//! BLS12-381 keys, signatures, and indexed validator-set verification.
//!
//! Every protocol signature is BLS (min_pk: 48-byte public keys, 96-byte
//! signatures) so that a quorum of votes aggregates into one signature
//! checked against the aggregated public key of the signer bitfield.

use crate::SignerBitfield;
use std::fmt;

/// Errors from key handling, signing and aggregation.
#[derive(Debug, Clone, PartialEq, Eq, thiserror::Error)]
pub enum CryptoError {
    /// Key bytes failed to parse.
    #[error("invalid key material")]
    InvalidKey,

    /// Signature bytes failed to parse.
    #[error("invalid signature encoding")]
    InvalidSignature,

    /// Nothing to aggregate.
    #[error("cannot aggregate an empty list")]
    Empty,

    /// The underlying aggregation operation failed.
    #[error("aggregation failed")]
    AggregationFailed,
}

/// A BLS12-381 key pair.
#[derive(Clone)]
pub struct BlsKeyPair(blst::min_pk::SecretKey);

impl BlsKeyPair {
    /// Generate a new random keypair.
    pub fn generate() -> Result<Self, CryptoError> {
        let mut ikm = [0u8; 32];
        rand::RngCore::fill_bytes(&mut rand::rngs::OsRng, &mut ikm);
        let sk = blst::min_pk::SecretKey::key_gen(&ikm, &[]).map_err(|_| CryptoError::InvalidKey)?;
        Ok(Self(sk))
    }

    /// Generate a keypair from a 32-byte seed (for tests).
    pub fn from_seed(seed: &[u8; 32]) -> Result<Self, CryptoError> {
        let sk = blst::min_pk::SecretKey::key_gen(seed, &[]).map_err(|_| CryptoError::InvalidKey)?;
        Ok(Self(sk))
    }

    /// Parse a secret key from its hex encoding.
    pub fn from_hex(hex_str: &str) -> Result<Self, CryptoError> {
        let bytes = hex::decode(hex_str.trim()).map_err(|_| CryptoError::InvalidKey)?;
        let sk =
            blst::min_pk::SecretKey::from_bytes(&bytes).map_err(|_| CryptoError::InvalidKey)?;
        Ok(Self(sk))
    }

    /// Hex encoding of the secret key (written to `private_key.txt`).
    pub fn secret_hex(&self) -> String {
        hex::encode(self.0.to_bytes())
    }

    /// Hex encoding of the public key.
    pub fn public_hex(&self) -> String {
        hex::encode(self.0.sk_to_pk().to_bytes())
    }

    /// Sign a message.
    pub fn sign(&self, message: &[u8]) -> Vec<u8> {
        self.0.sign(message, &[], &[]).to_bytes().to_vec()
    }
}

impl fmt::Debug for BlsKeyPair {
    fn fmt(&self, f: &mut fmt::Formatter<'_>) -> fmt::Result {
        write!(f, "BlsKeyPair({}..)", &self.public_hex()[..8])
    }
}

/// The replica's signing identity.
#[derive(Debug, Clone)]
pub struct Signer {
    keypair: BlsKeyPair,
}

impl Signer {
    /// Wrap a keypair.
    pub fn new(keypair: BlsKeyPair) -> Self {
        Self { keypair }
    }

    /// Sign arbitrary message bytes.
    pub fn sign(&self, message: &[u8]) -> Vec<u8> {
        self.keypair.sign(message)
    }

    /// Public key hex of this signer.
    pub fn public_hex(&self) -> String {
        self.keypair.public_hex()
    }
}

/// An indexed set of validator public keys.
#[derive(Clone)]
pub struct Verifier {
    keys: Vec<blst::min_pk::PublicKey>,
}

impl Verifier {
    /// Build a verifier from hex-encoded public keys, in validator order.
    pub fn new<S: AsRef<str>>(pubkeys_hex: &[S]) -> Result<Self, CryptoError> {
        let mut keys = Vec::with_capacity(pubkeys_hex.len());
        for pk_hex in pubkeys_hex {
            let bytes = hex::decode(pk_hex.as_ref().trim()).map_err(|_| CryptoError::InvalidKey)?;
            let pk = blst::min_pk::PublicKey::from_bytes(&bytes)
                .map_err(|_| CryptoError::InvalidKey)?;
            keys.push(pk);
        }
        Ok(Self { keys })
    }

    /// Number of validators in the set.
    pub fn len(&self) -> usize {
        self.keys.len()
    }

    /// Whether the set is empty.
    pub fn is_empty(&self) -> bool {
        self.keys.is_empty()
    }

    /// Verify an individual signature from validator `index`.
    pub fn verify(&self, signature: &[u8], message: &[u8], index: usize) -> bool {
        let Some(pk) = self.keys.get(index) else {
            return false;
        };
        let Ok(sig) = blst::min_pk::Signature::from_bytes(signature) else {
            return false;
        };
        sig.verify(true, message, &[], &[], pk, true) == blst::BLST_ERROR::BLST_SUCCESS
    }

    /// Verify an aggregated signature over one message against the
    /// aggregated public key of the bitfield's set bits.
    pub fn verify_aggregate(
        &self,
        signature: &[u8],
        message: &[u8],
        signers: &SignerBitfield,
    ) -> bool {
        let contributors: Vec<&blst::min_pk::PublicKey> = signers
            .set_indices()
            .filter_map(|i| self.keys.get(i))
            .collect();
        if contributors.is_empty() || contributors.len() != signers.count_ones() {
            return false;
        }

        let Ok(agg) = blst::min_pk::AggregatePublicKey::aggregate(&contributors, false) else {
            return false;
        };
        let Ok(sig) = blst::min_pk::Signature::from_bytes(signature) else {
            return false;
        };
        sig.verify(true, message, &[], &[], &agg.to_public_key(), false)
            == blst::BLST_ERROR::BLST_SUCCESS
    }
}

impl fmt::Debug for Verifier {
    fn fmt(&self, f: &mut fmt::Formatter<'_>) -> fmt::Result {
        write!(f, "Verifier({} keys)", self.keys.len())
    }
}

/// Aggregate individual BLS signatures into one.
pub fn aggregate_signatures<S: AsRef<[u8]>>(signatures: &[S]) -> Result<Vec<u8>, CryptoError> {
    if signatures.is_empty() {
        return Err(CryptoError::Empty);
    }

    let parsed: Vec<blst::min_pk::Signature> = signatures
        .iter()
        .filter_map(|s| blst::min_pk::Signature::from_bytes(s.as_ref()).ok())
        .collect();
    if parsed.len() != signatures.len() {
        return Err(CryptoError::InvalidSignature);
    }

    let refs: Vec<&blst::min_pk::Signature> = parsed.iter().collect();
    let agg = blst::min_pk::AggregateSignature::aggregate(&refs, true)
        .map_err(|_| CryptoError::AggregationFailed)?;

    Ok(agg.to_signature().to_bytes().to_vec())
}
//! Per-(view, round) vote aggregation.

use lattice_types::{
    aggregate_signatures, AggregatedVote, CryptoError, Hash, SignerBitfield, Verifier, Vote,
    VoteCode,
};
use std::sync::Arc;

/// Errors from vote collection.
#[derive(Debug, Clone, PartialEq, Eq, thiserror::Error)]
pub enum VoteError {
    /// The vote's signature does not verify for its claimed index.
    #[error("invalid vote signature")]
    InvalidSignature,

    /// The validator index is outside the validator set.
    #[error("invalid validator index {0}")]
    InvalidValidatorIndex(u32),

    /// The vote targets a different (view, round, hash) than collected.
    #[error("vote does not match collector slot")]
    VoteMismatch,

    /// The validator's slot is already sealed.
    #[error("duplicated vote")]
    DuplicatedVote,

    /// Neither stance has reached the quorum threshold.
    #[error("no 2/3 majority yet")]
    NoQuorum,

    /// The aggregated signature failed to verify or build.
    #[error(transparent)]
    Crypto(#[from] CryptoError),
}

/// Vote collector for one (view, round).
///
/// Owns the validator set and weight vector, seals one slot per
/// validator on first acceptance, and tracks the accumulated OK and
/// REJECT weight. Quorum holds as soon as either counter reaches
/// ⌈2W/3⌉ of the total weight W.
#[derive(Debug)]
pub struct HeightDataPackage {
    /// Hash of the proposal votes must target. Zero until the proposal
    /// is known; votes arriving earlier fail the match check.
    proposal_hash: Hash,
    view: u64,
    round: u32,

    votes: Vec<Option<Vote>>,
    votes_bitfield: SignerBitfield,
    votes_total: u64,
    reject_total: u64,
    total_weight: u64,
    per_vote: Vec<u64>,
    validator_set: Arc<Verifier>,

    agg_vote: Option<AggregatedVote>,
}

impl HeightDataPackage {
    /// Create an empty collector wired to a validator set and weights.
    pub fn new(validator_set: Arc<Verifier>, per_vote: Vec<u64>, view: u64, round: u32) -> Self {
        let total_weight = per_vote.iter().sum();
        let size = validator_set.len();
        Self {
            proposal_hash: Hash::ZERO,
            view,
            round,
            votes: vec![None; size],
            votes_bitfield: SignerBitfield::new(size),
            votes_total: 0,
            reject_total: 0,
            total_weight,
            per_vote,
            validator_set,
            agg_vote: None,
        }
    }

    /// Install the proposal hash votes are collected for.
    pub fn set_proposal_hash(&mut self, hash: Hash) {
        self.proposal_hash = hash;
    }

    /// The (view, round) this package collects for.
    pub fn slot(&self) -> (u64, u32) {
        (self.view, self.round)
    }

    /// Accept one vote, crediting its weight to the matching counter.
    pub fn add_vote(&mut self, vote: Vote) -> Result<(), VoteError> {
        let index = vote.validator_index as usize;
        if index >= self.votes.len() {
            return Err(VoteError::InvalidValidatorIndex(vote.validator_index));
        }
        if !self
            .validator_set
            .verify(&vote.signature, &vote.sign_bytes(), index)
        {
            return Err(VoteError::InvalidSignature);
        }
        if self.view != vote.view
            || self.round != vote.round
            || self.proposal_hash != vote.for_hash
        {
            return Err(VoteError::VoteMismatch);
        }
        if self.votes[index].is_some() {
            return Err(VoteError::DuplicatedVote);
        }

        if vote.is_ok() {
            self.votes_total += self.per_vote[index];
        } else {
            self.reject_total += self.per_vote[index];
        }
        self.votes_bitfield.set(index);
        self.votes[index] = Some(vote);
        Ok(())
    }

    /// Whether either stance has reached the quorum threshold.
    pub fn is_quorum(&self) -> bool {
        Self::reaches_quorum(self.votes_total, self.total_weight)
            || Self::reaches_quorum(self.reject_total, self.total_weight)
    }

    fn reaches_quorum(weight: u64, total: u64) -> bool {
        total > 0 && weight * 3 >= total * 2
    }

    /// Build (once) and return the majority aggregated vote.
    ///
    /// The winning stance is whichever counter reached the threshold,
    /// OK taking precedence; only matching-stance signatures enter the
    /// aggregate, and the bitfield names exactly those contributors.
    pub fn get_maj23(&mut self) -> Result<AggregatedVote, VoteError> {
        if let Some(agg) = &self.agg_vote {
            return Ok(agg.clone());
        }

        let code = if Self::reaches_quorum(self.votes_total, self.total_weight) {
            VoteCode::Ok
        } else if Self::reaches_quorum(self.reject_total, self.total_weight) {
            VoteCode::Reject
        } else {
            return Err(VoteError::NoQuorum);
        };

        let mut bitfield = SignerBitfield::new(self.votes.len());
        let mut signatures: Vec<&[u8]> = Vec::new();
        let mut necessary_data: Vec<Vec<u8>> = Vec::new();
        for (index, slot) in self.votes.iter().enumerate() {
            let Some(vote) = slot else { continue };
            if vote.code != code {
                continue;
            }
            bitfield.set(index);
            signatures.push(&vote.signature);
            necessary_data = vote.necessary_data.clone();
        }

        let signature = aggregate_signatures(&signatures)?;
        let template = Vote {
            code,
            view: self.view,
            round: self.round,
            for_hash: self.proposal_hash,
            necessary_data,
            signature,
            validator_index: 0,
        };
        let agg = template.into_aggregated(bitfield);
        self.agg_vote = Some(agg.clone());
        Ok(agg)
    }

    /// Verify an externally produced aggregate and install it.
    pub fn validate_aggregated(&mut self, agg: AggregatedVote) -> Result<(), VoteError> {
        if !self.validator_set.verify_aggregate(
            &agg.signature,
            &agg.sign_bytes(),
            &agg.signer_indexer,
        ) {
            return Err(VoteError::InvalidSignature);
        }
        if self.view != agg.view || self.round != agg.round {
            return Err(VoteError::VoteMismatch);
        }
        self.agg_vote = Some(agg);
        Ok(())
    }

    /// Whether an aggregated vote has been built or installed.
    pub fn has_agg_vote(&self) -> bool {
        self.agg_vote.is_some()
    }

    /// Accumulated OK weight.
    pub fn votes_total(&self) -> u64 {
        self.votes_total
    }

    /// Accumulated REJECT weight.
    pub fn reject_total(&self) -> u64 {
        self.reject_total
    }
}
//! Bank transaction types and the stored-value codec.

use crate::BankError;
use lattice_p2p::MessageType;
use lattice_types::{from_wire, now_ms, to_wire};
use serde::{Deserialize, Serialize};

/// Lock byte: read-locked.
pub const R_LOCKED: u8 = b'0';
/// Lock byte: write-locked.
pub const W_LOCKED: u8 = b'1';
/// Lock byte: free.
pub const FREE: u8 = b'2';

/// Balance a key is born with on first read.
pub const INIT_BALANCE: u32 = 1_000_000;

/// A transfer from one or more sources to one or more destinations.
///
/// `shards` lists the participating shards, sorted and unique.
#[derive(Debug, Clone, PartialEq, Eq, Serialize, Deserialize)]
pub struct TransferTx {
    /// Source keys.
    pub from: Vec<String>,
    /// Debit per source key.
    pub from_money: Vec<u32>,
    /// Destination keys.
    pub to: Vec<String>,
    /// Credit per destination key.
    pub to_money: Vec<u32>,
    /// Participating shards, sorted and unique.
    pub shards: Vec<String>,
    /// Creation time, milliseconds since the Unix epoch.
    pub time_ms: u64,
    /// Padding to reach a fixed on-wire length.
    pub buffer: Vec<u8>,
}

impl TransferTx {
    /// Every key the transfer touches, sources first, without duplicates.
    pub fn touched_keys(&self) -> Vec<&str> {
        let mut keys: Vec<&str> = Vec::with_capacity(self.from.len() + self.to.len());
        for key in self.from.iter().chain(self.to.iter()) {
            if !keys.contains(&key.as_str()) {
                keys.push(key);
            }
        }
        keys
    }
}

/// Direct account initialisation.
#[derive(Debug, Clone, PartialEq, Eq, Serialize, Deserialize)]
pub struct InsertTx {
    /// Account key.
    pub account: String,
    /// Initial balance.
    pub money: u32,
    /// Creation time, milliseconds since the Unix epoch.
    pub time_ms: u64,
    /// Padding to reach a fixed on-wire length.
    pub buffer: Vec<u8>,
}

/// Build a transfer with the current timestamp.
pub fn new_transfer_tx(
    from: Vec<String>,
    from_money: Vec<u32>,
    to: Vec<String>,
    to_money: Vec<u32>,
    shards: Vec<String>,
) -> TransferTx {
    TransferTx {
        from,
        from_money,
        to,
        to_money,
        shards,
        time_ms: now_ms(),
        buffer: Vec::new(),
    }
}

/// Build a transfer padded to at least `must_len` wire bytes.
pub fn new_transfer_tx_must_len(
    from: Vec<String>,
    from_money: Vec<u32>,
    to: Vec<String>,
    to_money: Vec<u32>,
    shards: Vec<String>,
    must_len: usize,
) -> TransferTx {
    let mut tx = new_transfer_tx(from, from_money, to, to_money, shards);
    let current = transfer_bytes(&tx).len();
    if must_len > current {
        tx.buffer = vec![b'0'; must_len - current];
    }
    tx
}

/// Wire bytes of a transfer: 4-byte big-endian type tag then payload.
pub fn transfer_bytes(tx: &TransferTx) -> Vec<u8> {
    let mut out = (MessageType::TxTransfer as u32).to_be_bytes().to_vec();
    out.extend_from_slice(&to_wire(tx));
    out
}

/// Wire bytes of an insert: 4-byte big-endian type tag then payload.
pub fn insert_bytes(tx: &InsertTx) -> Vec<u8> {
    let mut out = (MessageType::TxInsert as u32).to_be_bytes().to_vec();
    out.extend_from_slice(&to_wire(tx));
    out
}

/// The 4-byte type tag of a raw transaction, if present.
pub fn tx_type_tag(tx: &[u8]) -> Option<u32> {
    tx.get(..4)
        .map(|b| u32::from_be_bytes([b[0], b[1], b[2], b[3]]))
}

/// Decode a transfer from its prefixed wire bytes.
pub fn transfer_from_bytes(tx: &[u8]) -> Result<TransferTx, BankError> {
    if tx_type_tag(tx) != Some(MessageType::TxTransfer as u32) {
        return Err(BankError::Encoding("not a transfer transaction".into()));
    }
    from_wire(&tx[4..]).map_err(|e| BankError::Encoding(e.to_string()))
}

/// Decode an insert from its prefixed wire bytes.
pub fn insert_from_bytes(tx: &[u8]) -> Result<InsertTx, BankError> {
    if tx_type_tag(tx) != Some(MessageType::TxInsert as u32) {
        return Err(BankError::Encoding("not an insert transaction".into()));
    }
    from_wire(&tx[4..]).map_err(|e| BankError::Encoding(e.to_string()))
}

/// Structural validity of a transfer.
pub fn validate_transfer_tx(tx: &TransferTx) -> Result<(), BankError> {
    if tx.from.len() != tx.from_money.len() || tx.to.len() != tx.to_money.len() {
        return Err(BankError::Encoding(
            "from/from_money and to/to_money lengths differ".into(),
        ));
    }
    if tx.from.is_empty() || tx.to.is_empty() {
        return Err(BankError::Encoding("from/to is empty".into()));
    }
    let from_sum: u64 = tx.from_money.iter().map(|&m| m as u64).sum();
    let to_sum: u64 = tx.to_money.iter().map(|&m| m as u64).sum();
    if from_sum != to_sum {
        return Err(BankError::Encoding(
            "from_money and to_money sums differ".into(),
        ));
    }
    Ok(())
}

/// One shard's balance snapshot for a cross-shard transfer.
#[derive(Debug, Clone, PartialEq, Eq, Serialize, Deserialize)]
pub struct BankData {
    /// Keys the sending shard owns, in stable order.
    pub keys: Vec<String>,
    /// Balance per key at lock time.
    pub balances: Vec<u32>,
}

/// Relay payload sent to every peer shard of a transfer.
#[derive(Debug, Clone, PartialEq, Eq, Serialize, Deserialize)]
pub struct RelayTransferTx {
    /// Hash of the original transfer transaction bytes.
    pub tx_hash: Vec<u8>,
    /// The sending shard's balance snapshot.
    pub data: BankData,
}

/// Per-transfer collection state: one snapshot slot per participating
/// shard, aligned with the transfer's sorted shard list.
#[derive(Debug, Clone, PartialEq, Eq, Serialize, Deserialize)]
pub struct RelayTransferTxSet {
    /// The original transfer transaction bytes (with type tag).
    pub tx: Vec<u8>,
    /// Participating shards.
    pub shards: Vec<String>,
    /// Snapshot per shard; the transfer commits once all are present.
    pub datas: Vec<Option<BankData>>,
}

impl RelayTransferTxSet {
    /// Skeleton with every slot empty.
    pub fn skeleton(tx: Vec<u8>, shards: Vec<String>) -> Self {
        let datas = vec![None; shards.len()];
        Self { tx, shards, datas }
    }

    /// Slot index for a shard.
    pub fn index_of(&self, shard: &str) -> Option<usize> {
        self.shards.iter().position(|s| s == shard)
    }

    /// Whether every slot holds a snapshot.
    pub fn is_finished(&self) -> bool {
        self.datas.iter().all(|d| d.is_some())
    }
}

/// Stored value codec: one lock byte then the balance, big-endian.
pub fn marshal_value(money: u32, locked: u8) -> Vec<u8> {
    let mut out = vec![locked];
    out.extend_from_slice(&money.to_be_bytes());
    out
}

/// Decode a stored value into (balance, lock byte).
pub fn unmarshal_value(bytes: &[u8], key: &str) -> Result<(u32, u8), BankError> {
    if bytes.len() != 5 {
        return Err(BankError::CorruptValue {
            key: key.to_string(),
        });
    }
    let money = u32::from_be_bytes([bytes[1], bytes[2], bytes[3], bytes[4]]);
    Ok((money, bytes[0]))
}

● **WHAT TO DO**:
Report, for the data above, every line in which the string "push" appears.

● **ANSWER TO THE PROBLEM**:
            keys.push(pk);
            signatures.push(&vote.signature);
                keys.push(key);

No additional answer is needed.